Herbrand de Sauqueville came to England after 1066. His descendants married members of important landowning families such as the Howards. John Sackville married Margaret Boleyn, aunt of the more famous Anne. Thomas Sackville was therefore a cousin of Queen Elizabeth I and she made him the first Earl of Dorset. Robert Sackville, 2nd Earl of Dorset, founded Sackville College in his will, but died some days later. Richard Sackville, 3rd Earl of Dorset had the Almshouse built and incorporated a grand wing on the north side, the Dorset Lodgings, for his occasional use, so that the rich and the poor sometimes existed side by side.

Sackville College has survived into the twenty-first century. Today fourteen residents each have a flat with their own kitchen, bedroom and bathroom and most flats have a sitting-room as well. Residents are no longer restricted to just one bucket of well water a day and their rooms look out onto the attractive quadrangle.

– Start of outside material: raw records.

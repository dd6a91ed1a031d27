use std::path::PathBuf;

use anyhow::{Context, Result};
use clap::Args;
use fitsview_core::consts::{DEFAULT_HIGH_PERCENTILE, DEFAULT_LOW_PERCENTILE};
use fitsview_core::io::fits::list_hdus;
use fitsview_core::io::{is_fits, open_image};
use fitsview_core::stats::plane_stats;
use tracing::{debug, info};

#[derive(Args)]
pub struct InfoArgs {
    /// Input FITS (or PNG/TIFF) file
    pub file: PathBuf,

    /// HDU index to summarise (default: first HDU holding image data)
    #[arg(short, long)]
    pub ext: Option<usize>,
}

pub fn run(args: &InfoArgs) -> Result<()> {
    println!("File:        {}", args.file.display());

    let image = open_image(&args.file, args.ext).with_context(|| match args.ext {
        Some(ext) => format!("Failed to load extension {ext}"),
        None => format!("Failed to load an image from {}", args.file.display()),
    })?;
    let meta = &image.metadata;
    info!(extension = meta.extension, "Summarising image");

    if is_fits(&args.file) {
        let hdus = list_hdus(&args.file)
            .with_context(|| format!("Failed to read {}", args.file.display()))?;
        debug!(count = hdus.len(), "Indexed HDUs");
        println!("HDUs:        {}", hdus.len());
        for hdu in &hdus {
            let shape: Vec<String> = hdu.shape.iter().map(|n| n.to_string()).collect();
            let marker = if hdu.index == meta.extension { "*" } else { " " };
            println!(
                "  {marker}{:>3}  {:<10} BITPIX={:<4} [{}]",
                hdu.index,
                hdu.kind.to_string(),
                hdu.bitpix,
                shape.join(" x ")
            );
        }
    }

    println!("Extension:   {}", meta.extension);
    println!("Dimensions:  {}x{}", image.width(), image.height());
    if let Some(bitpix) = meta.bitpix {
        println!("BITPIX:      {}", bitpix);
    }
    if let Some(ref obj) = meta.object {
        println!("Object:      {}", obj);
    }
    if let Some(ref tel) = meta.telescope {
        println!("Telescope:   {}", tel);
    }
    if let Some(ref inst) = meta.instrument {
        println!("Instrument:  {}", inst);
    }
    if let Some(ref unit) = meta.unit {
        println!("Unit:        {}", unit);
    }

    match plane_stats(&image, DEFAULT_LOW_PERCENTILE, DEFAULT_HIGH_PERCENTILE) {
        Some(stats) => {
            println!("Finite:      {} / {}", stats.finite, stats.total);
            println!("Min / max:   {:.6} / {:.6}", stats.min, stats.max);
            println!("Mean:        {:.6}", stats.mean);
            println!(
                "P{:.0} / P{:.0}:   {:.6} / {:.6}",
                DEFAULT_LOW_PERCENTILE, DEFAULT_HIGH_PERCENTILE, stats.low, stats.high
            );
        }
        None => println!("Finite:      0 / {}", image.width() * image.height()),
    }

    Ok(())
}
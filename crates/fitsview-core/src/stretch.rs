use std::str::FromStr;

use serde::{Deserialize, Serialize};

use crate::consts::{DEFAULT_ASINH_SOFTENING, DEFAULT_LOG_CURVATURE};
use crate::error::ConfigError;

/// Monotonic map from normalized intensity [0, 1] to display intensity [0, 1].
#[derive(Clone, Copy, Debug, Default, PartialEq, Eq, Serialize, Deserialize)]
#[cfg_attr(feature = "cli", derive(clap::ValueEnum))]
#[serde(rename_all = "lowercase")]
pub enum Stretch {
    #[default]
    Linear,
    Log,
    Sqrt,
    Asinh,
}

/// Curvature constants shared by the non-linear stretches.
#[derive(Clone, Copy, Debug, PartialEq)]
pub struct StretchParams {
    /// `k` in `log(1 + k*t) / log(1 + k)`.
    pub log_curvature: f64,
    /// `a` in `asinh(t/a) / asinh(1/a)`.
    pub asinh_softening: f64,
}

impl Default for StretchParams {
    fn default() -> Self {
        Self {
            log_curvature: DEFAULT_LOG_CURVATURE,
            asinh_softening: DEFAULT_ASINH_SOFTENING,
        }
    }
}

impl Stretch {
    pub const ALL: [Stretch; 4] = [Stretch::Linear, Stretch::Log, Stretch::Sqrt, Stretch::Asinh];

    /// Apply the stretch to `t`, which must already lie in [0, 1].
    #[inline]
    pub fn apply(self, t: f64, params: &StretchParams) -> f64 {
        match self {
            Self::Linear => t,
            Self::Log => {
                let k = params.log_curvature;
                (k * t).ln_1p() / k.ln_1p()
            }
            Self::Sqrt => t.sqrt(),
            Self::Asinh => {
                let a = params.asinh_softening;
                (t / a).asinh() / (1.0 / a).asinh()
            }
        }
    }

    /// The next stretch in cycling order (linear → log → sqrt → asinh → linear).
    pub fn next(self) -> Self {
        match self {
            Self::Linear => Self::Log,
            Self::Log => Self::Sqrt,
            Self::Sqrt => Self::Asinh,
            Self::Asinh => Self::Linear,
        }
    }
}

impl std::fmt::Display for Stretch {
    fn fmt(&self, f: &mut std::fmt::Formatter<'_>) -> std::fmt::Result {
        match self {
            Self::Linear => write!(f, "linear"),
            Self::Log => write!(f, "log"),
            Self::Sqrt => write!(f, "sqrt"),
            Self::Asinh => write!(f, "asinh"),
        }
    }
}

impl FromStr for Stretch {
    type Err = ConfigError;

    fn from_str(s: &str) -> Result<Self, Self::Err> {
        match s.trim().to_ascii_lowercase().as_str() {
            "linear" => Ok(Self::Linear),
            "log" => Ok(Self::Log),
            "sqrt" => Ok(Self::Sqrt),
            "asinh" => Ok(Self::Asinh),
            other => Err(ConfigError::UnknownStretch(other.to_string())),
        }
    }
}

Another important aspect of the history of Sackville College is the life and work of the Rev’d Dr John Mason Neale, Warden 1846-66. He was an ordained clergyman and lived there with his wife and five children. He wrote many hymns and carols, one of which is Good King Wenceslas. Neale composed the words in his Study and set them to the music of a sixteenth-century hymn found in a Scandinavian book of sacred songs, Piae Cantiones. By tradition, when Neale walked around the College daily or looked out of his Study window, he thought of poor people ‘gathering winter fuel’ and scratching a living from the soil in Ashdown Forest, without suitable spiritual or medical care. He thought of Wenceslas, the ninth-century Christian ruler of Bohemia, who helped the poor. The resulting carol was first published in 1853. The words ‘right against the fence’ echo the Forest ‘pale’ and ‘St Agnes’ fountain’ honours his eldest daughter, Agnes. In 1854 Neale founded the Society of St Margaret, a sisterhood of nuns who received some basic nursing training and went out to stay with and care for the sick poor. The work of the Society of St Margaret continues to this day.

I hope that connections between Ashdown Forest and Sackville College have been forged and that Friends of Ashdown Forest will visit again to hear more about this lovely place and the Warden who, like Good King Wenceslas, ‘looked out’ over Ashdown Forest.